Kala itu, dia sedang membahas budaya di Indonesia dan terselenggaranya Pemilihan Kepala Daerah (Pilkada) serentak yang tetap digelar dalam masa pandemi Covid-19.
Diketahui pula, Beritabaru sempat berbincang dengan almarhum dalam menyorot perihal Kepemimpinan dan Kekuasaan dalam Budaya Bangsa Kita. Dalam kacamata Radhar, kebudayaan kita saat ini lebih dicerna sebagai sebuah produk yang dapat diamati.
Makna kebudayaan dipersempit, lanjutnya, disalahpahami dalam ukiran produk material. Kondisi yang demikian membuat kebudayaan itu seperti mati suri. Hidup tapi seperti mati. Wujuduhu kaadamihi.
Alih-alih menyadari. Pemerintah justru abai dengan problema kebudayaan. Menurut Radhar, tak ada negara tanpa bangsa, tiada bangsa tanpa budaya.
“Kondisi yang paling fundamental menurut saya adalah kebudayaan. Sebagian orang ada yang mengatakan ekonomi, politik, atau pendidikan. Tetapi bagi saya fondasi yang utama adalah kebudayaan”ujarnya.

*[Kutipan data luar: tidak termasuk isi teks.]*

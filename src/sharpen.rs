//! Outline sharpening: pixels next to clearly darker neighbors are pulled
//! toward them, which thickens and deepens dark outlines.

use crate::buffer::PixelBuffer;
use crate::color::{self, Color};
use crate::config::SharpenParams;
use log::debug;

/// True if `neighbor` is darker than `this` by more than `subtlety` in every channel.
fn is_darker(this: Color, neighbor: Color, subtlety: f32) -> bool {
    neighbor.red < this.red - subtlety
        && neighbor.green < this.green - subtlety
        && neighbor.blue < this.blue - subtlety
}

/// Reads `buffer` untouched and returns the sharpened copy.
///
/// Neighbors are scanned row by row (`dy` outer, `dx` inner). Each match averages
/// the pixel written so far with the neighbor and raises it to `exponent`, so
/// several dark neighbors compound.
pub fn sharpen<B: PixelBuffer>(buffer: &B, params: &SharpenParams) -> B {
    let mut output = buffer.clone();
    let width = buffer.width();
    let height = buffer.height();
    if width < 3 || height < 3 {
        return output;
    }

    let mut darkened = 0usize;
    for x in 1..width - 1 {
        for y in 1..height - 1 {
            let this = buffer.get_color(x, y);
            for dy in -1i32..=1 {
                for dx in -1i32..=1 {
                    if dx == 0 && dy == 0 {
                        continue;
                    }
                    let neighbor =
                        buffer.get_color((x as i32 + dx) as u32, (y as i32 + dy) as u32);
                    if !is_darker(this, neighbor, params.subtlety) {
                        continue;
                    }
                    let current = output.get_color(x, y);
                    let mixed = color::scale(color::add(current, neighbor), 2.0);
                    output.set_color(x, y, color::powf(mixed, params.exponent));
                    darkened += 1;
                }
            }
        }
    }

    debug!(
        "sharpen: subtlety {}, exponent {}, {} darkening steps",
        params.subtlety, params.exponent, darkened
    );
    output
}
//! Normalized color math shared by every filter.
//!
//! Colors are `palette::Srgb<f32>` with each channel in `[0, 1]`. Pixels at
//! rest are packed RGBA8 `u32` values laid out as `R<<24 | G<<16 | B<<8 | A`.

use palette::Srgb;

/// Normalized RGB, alpha lives on the buffer.
pub type Color = Srgb<f32>;

pub const OPAQUE_BLACK: u32 = 0x0000_00FF;
pub const OPAQUE_WHITE: u32 = 0xFFFF_FFFF;
/// Fill used where a filter produced nothing (surface change skips transparent input).
pub const TRANSPARENT_WHITE: u32 = 0xFFFF_FF00;

/// Euclidean distance between two colors in normalized RGB.
pub fn distance(c1: Color, c2: Color) -> f32 {
    let dr = c1.red - c2.red;
    let dg = c1.green - c2.green;
    let db = c1.blue - c2.blue;
    (dr * dr + dg * dg + db * db).sqrt()
}

fn encode_channel(c: f32) -> u32 {
    // floor, then clamp (out of range must saturate, never wrap)
    num::clamp((c * 255.0).floor(), 0.0, 255.0) as u32
}

/// Packs a color into an opaque RGBA8 value.
pub fn encode(c: Color) -> u32 {
    encode_channel(c.red) << 24
        | encode_channel(c.green) << 16
        | encode_channel(c.blue) << 8
        | 0xFF
}

/// Unpacks the color channels of an RGBA8 value, ignoring alpha.
pub fn decode(packed: u32) -> Color {
    let [r, g, b, _] = packed.to_be_bytes();
    Srgb::new(r, g, b).into_format()
}

pub fn alpha(packed: u32) -> u8 {
    packed.to_be_bytes()[3]
}

/// Componentwise sum, no clamping.
pub fn add(a: Color, b: Color) -> Color {
    Srgb::new(a.red + b.red, a.green + b.green, a.blue + b.blue)
}

pub fn scale(c: Color, divisor: f32) -> Color {
    Srgb::new(c.red / divisor, c.green / divisor, c.blue / divisor)
}

pub fn powf(c: Color, exponent: f32) -> Color {
    Srgb::new(
        c.red.powf(exponent),
        c.green.powf(exponent),
        c.blue.powf(exponent),
    )
}
use clap::{Parser, ValueEnum};
use pixelart::config::{
    BinarizeParams, EdgeParams, RelaxParams, SharpenParams, Stage, ThinParams,
};
use pixelart::{pipeline, Result};
use rand::rngs::StdRng;
use rand::SeedableRng;
use std::path::PathBuf;
use std::process;

#[derive(Copy, Clone, Debug, ValueEnum)]
enum Filter {
    Relax,
    Surface,
    Edges,
    Thin,
    Sharpen,
    Binarize,
}

impl Filter {
    fn stage(self) -> Stage {
        match self {
            Filter::Relax => Stage::Relax(RelaxParams::default()),
            Filter::Surface => Stage::SurfaceChange,
            Filter::Edges => Stage::EdgeMap(EdgeParams::default()),
            Filter::Thin => Stage::Thin(ThinParams::default()),
            Filter::Sharpen => Stage::Sharpen(SharpenParams::default()),
            Filter::Binarize => Stage::Binarize(BinarizeParams::default()),
        }
    }
}

// This is for trying out one filter at a time, with default parameters and
// no resizing.
#[derive(Parser, Debug)]
struct Args {
    #[arg(short, long)]
    input: PathBuf,
    #[arg(short, long)]
    output: PathBuf,
    #[arg(short, long, value_enum)]
    filter: Filter,
    #[arg(long, default_value_t = 0)]
    seed: u64,
}

fn run(args: Args) -> Result<()> {
    let source = image::io::Reader::open(&args.input)?
        .with_guessed_format()?
        .decode()?
        .into_rgba8();
    let mut rng = StdRng::seed_from_u64(args.seed);
    let canvas = pipeline::apply(&args.filter.stage(), source, &mut rng);
    pipeline::save(&canvas, &args.output)
}

fn main() {
    env_logger::Builder::from_env(env_logger::Env::default().default_filter_or("info")).init();

    if let Err(error) = run(Args::parse()) {
        eprintln!("error: {}", error);
        process::exit(1);
    }
}
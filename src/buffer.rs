use crate::color::{self, Color};
use image::{Rgba, RgbaImage};

/// The raster every filter reads and writes through.
///
/// Writes always replace a whole pixel and are opaque. `Clone` is a deep copy,
/// used whenever a filter needs an untouched snapshot of its input.
pub trait PixelBuffer: Clone {
    fn new_blank(width: u32, height: u32, fill: u32) -> Self;

    fn width(&self) -> u32;
    fn height(&self) -> u32;

    fn get_packed(&self, x: u32, y: u32) -> u32;
    fn set_packed(&mut self, x: u32, y: u32, packed: u32);

    fn get_color(&self, x: u32, y: u32) -> Color {
        color::decode(self.get_packed(x, y))
    }

    fn set_color(&mut self, x: u32, y: u32, c: Color) {
        self.set_packed(x, y, color::encode(c));
    }

    fn is_transparent(&self, x: u32, y: u32) -> bool {
        color::alpha(self.get_packed(x, y)) == 0
    }

    /// Translates `(x + dx, y + dy)` into a position, or `None` if it leaves the buffer.
    fn offset(&self, x: u32, y: u32, dx: i32, dy: i32) -> Option<(u32, u32)> {
        let nx = x as i64 + dx as i64;
        let ny = y as i64 + dy as i64;
        if nx < 0 || ny < 0 || nx >= self.width() as i64 || ny >= self.height() as i64 {
            return None;
        }
        Some((nx as u32, ny as u32))
    }
}

impl PixelBuffer for RgbaImage {
    fn new_blank(width: u32, height: u32, fill: u32) -> Self {
        RgbaImage::from_pixel(width, height, Rgba(fill.to_be_bytes()))
    }

    fn width(&self) -> u32 {
        self.dimensions().0
    }

    fn height(&self) -> u32 {
        self.dimensions().1
    }

    fn get_packed(&self, x: u32, y: u32) -> u32 {
        u32::from_be_bytes(self.get_pixel(x, y).0)
    }

    fn set_packed(&mut self, x: u32, y: u32, packed: u32) {
        self.put_pixel(x, y, Rgba(packed.to_be_bytes()));
    }
}

#[cfg(test)]
mod tests {
    use super::*;
    use crate::color::{OPAQUE_BLACK, TRANSPARENT_WHITE};
    use palette::Srgb;

    #[test]
    fn blank_is_filled() {
        let image = RgbaImage::new_blank(3, 2, TRANSPARENT_WHITE);
        assert_eq!(PixelBuffer::width(&image), 3);
        assert_eq!(PixelBuffer::height(&image), 2);
        for (_, _, pixel) in image.enumerate_pixels() {
            assert_eq!(pixel.0, [255, 255, 255, 0]);
        }
        assert!(image.is_transparent(2, 1));
    }

    #[test]
    fn set_color_is_opaque() {
        let mut image = RgbaImage::new_blank(2, 2, TRANSPARENT_WHITE);
        image.set_color(1, 0, Srgb::new(1.0, 0.0, 0.2));
        assert_eq!(image.get_pixel(1, 0).0, [255, 0, 51, 255]);
        assert!(!image.is_transparent(1, 0));
        assert!(image.is_transparent(0, 0));
    }

    #[test]
    fn get_color_ignores_alpha() {
        let image = RgbaImage::new_blank(1, 1, TRANSPARENT_WHITE);
        assert_eq!(image.get_color(0, 0), Srgb::new(1.0, 1.0, 1.0));
    }

    #[test]
    fn clone_is_deep() {
        let original = RgbaImage::new_blank(2, 2, OPAQUE_BLACK);
        let mut copy = original.clone();
        copy.set_color(0, 0, Srgb::new(1.0, 1.0, 1.0));
        assert_eq!(original.get_packed(0, 0), OPAQUE_BLACK);
    }

    #[test]
    fn offset_skips_out_of_bounds() {
        let image = RgbaImage::new_blank(4, 3, OPAQUE_BLACK);
        assert_eq!(image.offset(0, 0, -1, 0), None);
        assert_eq!(image.offset(3, 2, 1, 0), None);
        assert_eq!(image.offset(3, 2, 0, 1), None);
        assert_eq!(image.offset(1, 1, 1, -1), Some((2, 0)));
    }
}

Sayangnya kebudayaan kita lemah. Fondasi kebudayaan ini runtuh hancur. Memengaruhi cara berpikir dan bersikap baik elit maupun masyarakatnya. Fondasi kebudayaan itulah yang menegakkan negeri ini,” lanjutnya.
Meminjam kalimat Kenedi Nurhan jurnalis senior Kompas; Karena itu, Radhar tak pernah berhenti mencari di mana, kapan dan mengapa kebudayaan sejatinya bangsa ini terkubur, sebelum akhirnya diambilalih oleh model ”kebudayaan baru” yang kemudian membentuk peradaban kita hari ini. Sebuah ”peradaban baru” yang dalam pendekatannya berpotensi melahirkan konflik, antara lain karena kecenderungannya yang dominatif dan materialistik.
Hingga saat ini, menurut pria yang menyelesaikan Program S1 Jurusan Sosiologi FISIP Universitas Indonesia (1993) dan studi Sosiologi di École des Hautes Études en Science Sociales, Paris, Prancis (2001), negeri ini masih membangun kesadaran semu. Memandang sebelah mata kebudayaan, diposisikan sebagai objek yang perlu dieksploitasi dan dimanipulasi.
Gerah dengan kelancungan tersebut, arkian Radhar bersama dengan budayawan lainnya membentuk Tim Mufakat Budaya Indonesia (MBI) yang dikoordinatori Radhar sendiri. MBI dibentuk sebagai inisiatif dan upaya gerakan demi memperbaiki tatanan pemerintahan agar memprioritaskan aspek budaya untuk fondasi pembangunan di Indonesia.
Semoga dengan perginya salah seorang budayawan hebat bangsa ini, tak melunturkan spirit dalam mencari arti yang paling mendasar bagi kebudayan Indonesia kita. Lebih jauh, justru spirit Radhar terus tumbuh di benak budayawan-budayawan generasi berikutnya.